# [WHAT TO PRODUCE]
Write out, from the entries below, exactly the lines that run between the lines holding "not rolled into" and "let hours = millis / MILLIS_IN_HOUR;", inclusive, and stop there.

(DATA EXTRACT Opens)

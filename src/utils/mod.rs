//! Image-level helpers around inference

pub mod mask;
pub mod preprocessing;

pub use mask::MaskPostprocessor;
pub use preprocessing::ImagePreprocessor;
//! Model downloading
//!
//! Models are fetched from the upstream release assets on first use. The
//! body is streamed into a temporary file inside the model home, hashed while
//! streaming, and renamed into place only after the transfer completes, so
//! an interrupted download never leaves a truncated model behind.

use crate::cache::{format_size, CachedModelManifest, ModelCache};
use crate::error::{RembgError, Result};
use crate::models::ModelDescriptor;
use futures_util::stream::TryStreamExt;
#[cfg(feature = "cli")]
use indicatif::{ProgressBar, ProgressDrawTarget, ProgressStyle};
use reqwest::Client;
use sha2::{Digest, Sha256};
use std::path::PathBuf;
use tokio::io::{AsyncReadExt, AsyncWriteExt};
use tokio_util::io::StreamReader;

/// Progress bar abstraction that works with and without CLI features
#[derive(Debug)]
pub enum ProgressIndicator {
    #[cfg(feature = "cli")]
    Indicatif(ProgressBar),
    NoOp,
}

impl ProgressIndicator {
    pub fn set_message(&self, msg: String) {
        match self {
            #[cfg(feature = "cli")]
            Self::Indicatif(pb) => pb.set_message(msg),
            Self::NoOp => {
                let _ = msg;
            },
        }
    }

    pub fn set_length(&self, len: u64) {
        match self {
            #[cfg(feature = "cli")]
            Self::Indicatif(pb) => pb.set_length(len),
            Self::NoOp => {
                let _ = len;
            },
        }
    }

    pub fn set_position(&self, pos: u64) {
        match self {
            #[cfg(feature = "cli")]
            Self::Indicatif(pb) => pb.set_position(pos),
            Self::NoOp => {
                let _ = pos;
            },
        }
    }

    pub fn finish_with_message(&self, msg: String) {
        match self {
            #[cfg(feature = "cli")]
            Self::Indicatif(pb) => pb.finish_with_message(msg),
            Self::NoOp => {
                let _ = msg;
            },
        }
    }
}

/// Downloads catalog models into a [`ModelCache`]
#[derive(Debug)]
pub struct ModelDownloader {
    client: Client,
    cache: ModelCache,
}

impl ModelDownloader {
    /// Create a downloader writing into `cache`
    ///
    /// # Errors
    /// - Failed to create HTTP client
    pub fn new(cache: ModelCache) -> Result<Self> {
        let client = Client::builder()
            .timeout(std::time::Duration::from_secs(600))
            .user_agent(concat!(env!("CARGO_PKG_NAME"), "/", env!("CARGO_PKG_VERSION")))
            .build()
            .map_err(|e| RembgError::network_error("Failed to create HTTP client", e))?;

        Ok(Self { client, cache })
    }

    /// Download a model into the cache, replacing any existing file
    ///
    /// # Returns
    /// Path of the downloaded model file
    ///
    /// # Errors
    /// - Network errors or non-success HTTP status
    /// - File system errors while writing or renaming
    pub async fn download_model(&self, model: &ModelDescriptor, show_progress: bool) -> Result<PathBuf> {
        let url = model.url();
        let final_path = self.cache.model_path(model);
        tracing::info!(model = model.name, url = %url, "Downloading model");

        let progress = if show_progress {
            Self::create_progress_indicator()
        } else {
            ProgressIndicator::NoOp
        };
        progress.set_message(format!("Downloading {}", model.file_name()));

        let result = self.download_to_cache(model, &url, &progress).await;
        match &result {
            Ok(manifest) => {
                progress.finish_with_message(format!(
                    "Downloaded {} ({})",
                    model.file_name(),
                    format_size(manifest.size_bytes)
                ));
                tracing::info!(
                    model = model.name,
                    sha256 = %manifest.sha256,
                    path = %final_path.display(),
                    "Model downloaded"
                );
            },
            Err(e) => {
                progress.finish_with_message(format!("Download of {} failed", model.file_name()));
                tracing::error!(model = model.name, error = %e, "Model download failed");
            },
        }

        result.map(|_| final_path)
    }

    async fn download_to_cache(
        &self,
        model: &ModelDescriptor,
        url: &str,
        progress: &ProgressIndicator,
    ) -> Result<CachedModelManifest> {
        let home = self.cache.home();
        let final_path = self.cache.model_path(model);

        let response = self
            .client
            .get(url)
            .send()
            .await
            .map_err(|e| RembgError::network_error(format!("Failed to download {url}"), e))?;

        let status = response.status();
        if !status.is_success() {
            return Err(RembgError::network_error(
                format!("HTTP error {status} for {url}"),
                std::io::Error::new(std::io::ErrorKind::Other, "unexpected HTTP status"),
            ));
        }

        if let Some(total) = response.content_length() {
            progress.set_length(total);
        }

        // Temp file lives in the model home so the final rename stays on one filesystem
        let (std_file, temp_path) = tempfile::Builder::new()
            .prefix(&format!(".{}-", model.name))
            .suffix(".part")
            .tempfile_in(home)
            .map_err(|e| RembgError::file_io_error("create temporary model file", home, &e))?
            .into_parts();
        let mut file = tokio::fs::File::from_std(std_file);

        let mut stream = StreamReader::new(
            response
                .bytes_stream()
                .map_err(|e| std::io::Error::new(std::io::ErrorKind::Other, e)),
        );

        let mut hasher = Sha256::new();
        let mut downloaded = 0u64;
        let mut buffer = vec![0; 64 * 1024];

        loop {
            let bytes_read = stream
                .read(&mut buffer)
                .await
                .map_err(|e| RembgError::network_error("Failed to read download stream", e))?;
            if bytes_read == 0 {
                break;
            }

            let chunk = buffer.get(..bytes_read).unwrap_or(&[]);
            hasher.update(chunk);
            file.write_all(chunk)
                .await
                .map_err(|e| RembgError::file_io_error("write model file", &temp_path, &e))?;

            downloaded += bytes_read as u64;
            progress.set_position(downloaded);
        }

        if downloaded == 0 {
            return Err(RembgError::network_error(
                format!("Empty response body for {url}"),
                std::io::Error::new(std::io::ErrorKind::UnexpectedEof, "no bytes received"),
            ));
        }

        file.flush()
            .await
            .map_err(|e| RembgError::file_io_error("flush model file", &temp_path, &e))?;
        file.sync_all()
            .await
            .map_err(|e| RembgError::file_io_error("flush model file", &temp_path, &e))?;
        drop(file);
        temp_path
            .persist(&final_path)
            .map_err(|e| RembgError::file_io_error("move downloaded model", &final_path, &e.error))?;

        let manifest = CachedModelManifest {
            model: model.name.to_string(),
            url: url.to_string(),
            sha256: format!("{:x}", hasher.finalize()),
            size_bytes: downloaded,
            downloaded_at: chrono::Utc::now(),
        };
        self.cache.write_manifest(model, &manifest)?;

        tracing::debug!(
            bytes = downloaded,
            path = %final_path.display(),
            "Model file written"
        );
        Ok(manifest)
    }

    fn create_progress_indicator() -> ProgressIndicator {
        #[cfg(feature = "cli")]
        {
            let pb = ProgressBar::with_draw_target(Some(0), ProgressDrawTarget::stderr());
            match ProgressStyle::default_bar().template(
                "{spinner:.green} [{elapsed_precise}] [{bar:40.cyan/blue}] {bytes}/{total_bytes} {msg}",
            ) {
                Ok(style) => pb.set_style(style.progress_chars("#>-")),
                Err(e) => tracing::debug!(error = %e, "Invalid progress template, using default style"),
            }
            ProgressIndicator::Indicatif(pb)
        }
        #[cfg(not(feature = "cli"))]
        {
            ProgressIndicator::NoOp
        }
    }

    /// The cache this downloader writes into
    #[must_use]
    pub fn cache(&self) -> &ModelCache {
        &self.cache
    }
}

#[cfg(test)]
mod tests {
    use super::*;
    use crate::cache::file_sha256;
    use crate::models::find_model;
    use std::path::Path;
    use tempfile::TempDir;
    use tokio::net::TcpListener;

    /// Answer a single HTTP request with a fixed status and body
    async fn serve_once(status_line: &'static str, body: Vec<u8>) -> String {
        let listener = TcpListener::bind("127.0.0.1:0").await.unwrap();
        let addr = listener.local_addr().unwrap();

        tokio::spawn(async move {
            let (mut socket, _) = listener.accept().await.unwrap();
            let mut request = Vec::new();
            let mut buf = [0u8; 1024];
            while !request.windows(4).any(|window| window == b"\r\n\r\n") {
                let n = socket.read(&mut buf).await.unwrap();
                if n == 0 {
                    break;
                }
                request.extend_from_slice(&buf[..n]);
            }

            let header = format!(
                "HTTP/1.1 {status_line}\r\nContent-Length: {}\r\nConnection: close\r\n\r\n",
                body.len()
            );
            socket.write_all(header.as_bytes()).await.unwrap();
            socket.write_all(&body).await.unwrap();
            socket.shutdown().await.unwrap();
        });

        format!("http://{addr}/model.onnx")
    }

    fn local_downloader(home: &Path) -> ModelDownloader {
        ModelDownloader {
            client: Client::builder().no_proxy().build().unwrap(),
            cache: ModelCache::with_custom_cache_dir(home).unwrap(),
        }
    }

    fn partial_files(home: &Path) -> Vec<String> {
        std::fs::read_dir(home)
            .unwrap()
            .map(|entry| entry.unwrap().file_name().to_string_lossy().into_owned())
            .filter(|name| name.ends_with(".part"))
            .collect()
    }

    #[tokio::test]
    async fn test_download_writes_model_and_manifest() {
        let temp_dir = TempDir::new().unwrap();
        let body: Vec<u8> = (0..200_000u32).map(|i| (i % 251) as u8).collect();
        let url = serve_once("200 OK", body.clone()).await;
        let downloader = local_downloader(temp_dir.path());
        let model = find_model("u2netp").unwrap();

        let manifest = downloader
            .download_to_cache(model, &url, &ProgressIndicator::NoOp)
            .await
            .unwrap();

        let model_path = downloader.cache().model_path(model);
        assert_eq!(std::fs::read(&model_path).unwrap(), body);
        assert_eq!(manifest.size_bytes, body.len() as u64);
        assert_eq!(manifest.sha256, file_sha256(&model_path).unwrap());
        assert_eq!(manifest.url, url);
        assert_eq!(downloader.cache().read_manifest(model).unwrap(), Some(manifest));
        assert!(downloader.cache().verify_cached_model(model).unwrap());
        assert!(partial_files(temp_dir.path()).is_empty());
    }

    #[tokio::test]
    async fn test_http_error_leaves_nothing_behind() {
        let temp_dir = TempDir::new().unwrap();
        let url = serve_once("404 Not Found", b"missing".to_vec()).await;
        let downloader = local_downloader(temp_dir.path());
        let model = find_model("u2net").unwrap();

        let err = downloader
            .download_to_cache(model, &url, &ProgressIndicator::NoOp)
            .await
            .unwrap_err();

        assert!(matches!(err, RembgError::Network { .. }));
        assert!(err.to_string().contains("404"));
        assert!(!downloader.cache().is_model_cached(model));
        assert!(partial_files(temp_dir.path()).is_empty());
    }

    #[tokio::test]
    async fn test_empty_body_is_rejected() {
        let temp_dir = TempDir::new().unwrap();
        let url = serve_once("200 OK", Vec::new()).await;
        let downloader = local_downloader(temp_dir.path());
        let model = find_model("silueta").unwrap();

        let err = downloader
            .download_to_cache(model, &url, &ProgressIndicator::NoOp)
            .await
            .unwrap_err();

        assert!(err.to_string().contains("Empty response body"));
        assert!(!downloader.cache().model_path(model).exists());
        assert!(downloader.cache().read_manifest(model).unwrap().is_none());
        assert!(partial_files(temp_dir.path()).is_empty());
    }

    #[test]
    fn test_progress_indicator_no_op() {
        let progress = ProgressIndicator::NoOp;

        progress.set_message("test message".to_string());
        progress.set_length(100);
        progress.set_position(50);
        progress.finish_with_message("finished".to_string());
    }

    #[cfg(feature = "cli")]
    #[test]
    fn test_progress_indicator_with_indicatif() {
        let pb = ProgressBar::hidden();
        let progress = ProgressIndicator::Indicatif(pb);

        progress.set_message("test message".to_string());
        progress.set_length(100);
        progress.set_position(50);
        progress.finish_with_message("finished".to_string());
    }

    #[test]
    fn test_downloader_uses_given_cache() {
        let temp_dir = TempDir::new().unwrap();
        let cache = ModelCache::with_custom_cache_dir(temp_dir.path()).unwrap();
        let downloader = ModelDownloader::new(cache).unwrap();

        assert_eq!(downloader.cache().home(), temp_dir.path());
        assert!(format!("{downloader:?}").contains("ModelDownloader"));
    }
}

(DATA EXTRACT Closes)
(DATA EXTRACT Opens)

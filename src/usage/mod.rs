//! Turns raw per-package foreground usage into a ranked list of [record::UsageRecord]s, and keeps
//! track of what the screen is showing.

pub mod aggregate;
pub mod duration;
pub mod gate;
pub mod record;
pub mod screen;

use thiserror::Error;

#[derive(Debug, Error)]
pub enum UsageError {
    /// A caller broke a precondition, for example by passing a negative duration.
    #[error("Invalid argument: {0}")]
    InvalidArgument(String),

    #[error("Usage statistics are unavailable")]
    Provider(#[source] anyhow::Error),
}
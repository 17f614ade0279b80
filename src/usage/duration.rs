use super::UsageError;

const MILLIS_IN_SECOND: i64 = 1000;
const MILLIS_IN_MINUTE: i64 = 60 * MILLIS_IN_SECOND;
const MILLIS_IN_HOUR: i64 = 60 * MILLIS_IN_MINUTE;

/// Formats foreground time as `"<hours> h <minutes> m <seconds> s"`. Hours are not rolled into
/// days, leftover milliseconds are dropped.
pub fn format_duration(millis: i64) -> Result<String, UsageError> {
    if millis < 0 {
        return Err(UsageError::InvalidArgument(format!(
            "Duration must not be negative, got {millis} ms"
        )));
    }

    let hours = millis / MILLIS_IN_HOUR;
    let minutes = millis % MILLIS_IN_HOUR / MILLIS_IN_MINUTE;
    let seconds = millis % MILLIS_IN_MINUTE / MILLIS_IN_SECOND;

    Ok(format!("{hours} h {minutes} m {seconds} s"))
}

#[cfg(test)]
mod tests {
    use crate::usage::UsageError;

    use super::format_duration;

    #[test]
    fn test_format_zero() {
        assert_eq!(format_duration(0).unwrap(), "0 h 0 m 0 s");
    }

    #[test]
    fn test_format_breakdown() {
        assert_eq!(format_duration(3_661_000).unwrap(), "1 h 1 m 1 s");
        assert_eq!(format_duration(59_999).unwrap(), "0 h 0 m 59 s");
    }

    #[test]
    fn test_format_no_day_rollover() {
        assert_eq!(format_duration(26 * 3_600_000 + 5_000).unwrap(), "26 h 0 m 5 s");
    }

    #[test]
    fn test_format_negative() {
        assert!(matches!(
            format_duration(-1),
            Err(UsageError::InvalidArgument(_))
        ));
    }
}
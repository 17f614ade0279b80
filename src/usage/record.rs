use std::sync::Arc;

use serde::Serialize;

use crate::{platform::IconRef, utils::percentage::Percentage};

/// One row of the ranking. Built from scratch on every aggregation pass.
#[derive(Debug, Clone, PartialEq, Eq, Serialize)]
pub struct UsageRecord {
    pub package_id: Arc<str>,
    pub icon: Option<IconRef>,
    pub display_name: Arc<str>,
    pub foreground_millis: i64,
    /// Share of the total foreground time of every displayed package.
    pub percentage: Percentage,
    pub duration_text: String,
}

(DATA EXTRACT Closes)

# [RESULT OF THIS TASK]
/// Formats foreground time as `"<hours> h <minutes> m <seconds> s"`. Hours are not rolled into
/// days, leftover milliseconds are dropped.
pub fn format_duration(millis: i64) -> Result<String, UsageError> {
    if millis < 0 {
        return Err(UsageError::InvalidArgument(format!(
            "Duration must not be negative, got {millis} ms"
        )));
    }

    let hours = millis / MILLIS_IN_HOUR;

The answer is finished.